Confesso que quando o narrador disse que o Murici esperava contar com a grana da renda do jogo da última quarta para pagar a folha salarial de R$ 50 mil dos jogadores e reformar suas instalações, quase torci para o jogo terminar só 1 a 0. Mas a magnânima supremacia rubro-negra se impôs e foi impossível deixar de ser contagiado pelos belos gols de Ronaldinho Gaúcho, Negueba e pelo petardo desferido por Renato “Patada Atômica” Abreu contra a meta muriciana.
Disseram que o Flamengo não jogou bem no primeiro tempo. Verdade que os caras jogaram como nunca e perderam como sempre, diante da audiência continental que os assistia. Valeu para valorizar os jovens atletas alagoanos que, se disputassem o Campeonato Carioca, certamente ficariam à frente de uma certa agremiação desportiva braso-lusitana que insiste em se considerar um clube de futebol profissional.
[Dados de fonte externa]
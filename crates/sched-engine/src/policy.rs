//! C2: load-balancing policies.

use rand::Rng;
use sched_core::LoadPolicyKind;

const WEIGHTED_EPSILON: f64 = 1e-6;

/// A pure function from a load vector to the chosen local index. Holds
/// no state of its own — `sched_core::LoadPolicyKind` selects which
/// variant a running scheduler uses.
#[derive(Debug, Clone, Copy)]
pub struct LoadPolicy(LoadPolicyKind);

impl LoadPolicy {
    pub fn new(kind: LoadPolicyKind) -> Self {
        Self(kind)
    }

    pub fn kind(&self) -> LoadPolicyKind {
        self.0
    }

    /// Picks a local index into `loads`. Panics if `loads` is empty;
    /// callers only invoke this over a non-empty eligible subset.
    pub fn pick(&self, loads: &[u32], rng: &mut impl Rng) -> usize {
        assert!(!loads.is_empty(), "pick called with no eligible engines");
        match self.0 {
            LoadPolicyKind::Lru | LoadPolicyKind::Pure => 0,
            LoadPolicyKind::PlainRandom => rng.gen_range(0..loads.len()),
            LoadPolicyKind::TwoBin => {
                let a = rng.gen_range(0..loads.len());
                let b = rng.gen_range(0..loads.len());
                a.min(b)
            }
            LoadPolicyKind::Weighted => weighted_pick(loads, rng),
            LoadPolicyKind::LeastLoad => least_load(loads),
        }
    }
}

fn least_load(loads: &[u32]) -> usize {
    let mut best = 0;
    for (i, &load) in loads.iter().enumerate().skip(1) {
        if load < loads[best] {
            best = i;
        }
    }
    best
}

/// Draws two indices weighted by `1/(epsilon+load)` and returns the
/// less-loaded of the two, breaking ties toward the first draw.
fn weighted_pick(loads: &[u32], rng: &mut impl Rng) -> usize {
    let a = weighted_draw(loads, rng);
    let b = weighted_draw(loads, rng);
    if loads[b] < loads[a] {
        b
    } else {
        a
    }
}

fn weighted_draw(loads: &[u32], rng: &mut impl Rng) -> usize {
    let weights: Vec<f64> = loads
        .iter()
        .map(|&l| 1.0 / (WEIGHTED_EPSILON + l as f64))
        .collect();
    let total: f64 = weights.iter().sum();
    let mut draw = rng.gen_range(0.0..total);
    for (i, w) in weights.iter().enumerate() {
        if draw < *w {
            return i;
        }
        draw -= w;
    }
    weights.len() - 1
}

#[cfg(test)]
mod tests {
    use super::*;
    use rand::SeedableRng;
    use rand::rngs::StdRng;

    fn rng() -> StdRng {
        StdRng::seed_from_u64(42)
    }

    #[test]
    fn lru_always_picks_front() {
        let p = LoadPolicy::new(LoadPolicyKind::Lru);
        assert_eq!(p.pick(&[5, 0, 2], &mut rng()), 0);
    }

    #[test]
    fn pure_delegates_to_lru() {
        let p = LoadPolicy::new(LoadPolicyKind::Pure);
        assert_eq!(p.pick(&[5, 0, 2], &mut rng()), 0);
    }

    #[test]
    fn least_load_picks_first_on_tie() {
        let p = LoadPolicy::new(LoadPolicyKind::LeastLoad);
        assert_eq!(p.pick(&[1, 0, 0, 2], &mut rng()), 1);
    }

    #[test]
    fn plain_random_stays_in_bounds() {
        let p = LoadPolicy::new(LoadPolicyKind::PlainRandom);
        let mut r = rng();
        for _ in 0..50 {
            assert!(p.pick(&[0, 0, 0, 0], &mut r) < 4);
        }
    }

    #[test]
    fn two_bin_stays_in_bounds() {
        let p = LoadPolicy::new(LoadPolicyKind::TwoBin);
        let mut r = rng();
        for _ in 0..50 {
            assert!(p.pick(&[1, 2, 3], &mut r) < 3);
        }
    }

    #[test]
    fn weighted_favors_zero_load_over_many_draws() {
        let p = LoadPolicy::new(LoadPolicyKind::Weighted);
        let mut r = rng();
        let mut picks_of_idle = 0;
        for _ in 0..200 {
            if p.pick(&[0, 50], &mut r) == 0 {
                picks_of_idle += 1;
            }
        }
        assert!(picks_of_idle > 150, "expected idle engine to dominate, got {picks_of_idle}/200");
    }

    #[test]
    #[should_panic]
    fn pick_panics_on_empty_loads() {
        let p = LoadPolicy::new(LoadPolicyKind::LeastLoad);
        p.pick(&[], &mut rng());
    }
}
O jogo? Bom, vimos mais uma vez que Vanderlei ainda procura o melhor posicionamento para os jogadores em campo. Ronaldinho jogou de centroavante desta vez e até marcou um golaço de cabeça: olhos abertos, cabeçada firme para o chão, indefensável para o arqueiro muriciense. Mas nada disso teria acontecido não fosse o cruzamento, ou melhor, passe perfeito do monstro Leo Moura, direto da linha de fundo para a testa do nosso camisa 10.
No segundo gol, graças a Nosso Senhor Zico, o Gaúcho deixou a fominhagem de lado e permitiu que Renato “Coice de Mangalarga” Abreu cobrasse a falta, pegando de jeito na bola e ampliasse o placar. O gramado molhado e o auxílio luxuoso do porteiro das Alagoas contribuíram para o 2 a 0. Renato não estava jogando nada, como vem acontecendo desde o último certame nacional. Tinha como regularidade os erros sucessivos de passe que quase resultaram em gol adversário, quando o meia jogou, de forma pueril, a pelota na fogueira para Egídio, que foi obrigado a cometer falta perigosa na risca da grande área. Depois do lance, o camisa 11 ainda se achou no direito de pagar geral para o empenhado lateral-esquerdo, que, desta vez, não teve culpa nenhuma. Apesar da noite atrapalhada, Renato “Anderson Silva” Abreu, em única falta cobrada nos últimos quatro jogos, acertou o torpedo para regozijo geral da Nação.
Com a galinha já morta, o Mengão tocava a bola pensando no mal que fará à cachorrada no próximo domingo. Mas, como quem não quer nada, vira e mexe arriscava um ou outro contra-ataque só para não perder o hábito. Eis que, após belo passe do Gaúcho, Thiago “Regenerado” Neves deu passe milimétrico e açucarado para Negueba dominar, tirar o beque da jogada e estufar o entrelaçado de filó. Ainda é cedo para analisar as atuações do garoto. Prefiro evitar comentários precipitados como ando ouvindo e lendo por aí a respeito do campeão nacional sub-20. Mas já se pode perceber que Negueba tem personalidade e categoria. Se vai “dar muitas alegrias à torcida”, como insistem alguns, só o tempo dirá.
Ao analisar os três gols, podemos chegar a uma conclusão: quando o jogo está difícil, o adversário marcando em cima, os passes não acontecem e o entrosamento falta, basta entregar a bola para quem decide. Leo Moura, Ronaldinho e Thiago Neves são diferenciados e podem resolver o jogo em um único toque na bola. Renato “Tijolada” Abreu também não pode ser descartado pelos chutes precisos e pela raça dentro de campo, apesar de seu destempero e dispersão em lances elementares. Portanto, mesmo que alguns jogadores ainda estejam engatinhando no quesito condicionamento físico, que ainda falte ao time entrosamento e o professor Luxa ainda esteja arquitetando o melhor esquema tático, é, e sempre será, o talento que vai resolver a parada. Esperamos que assim seja no domingo.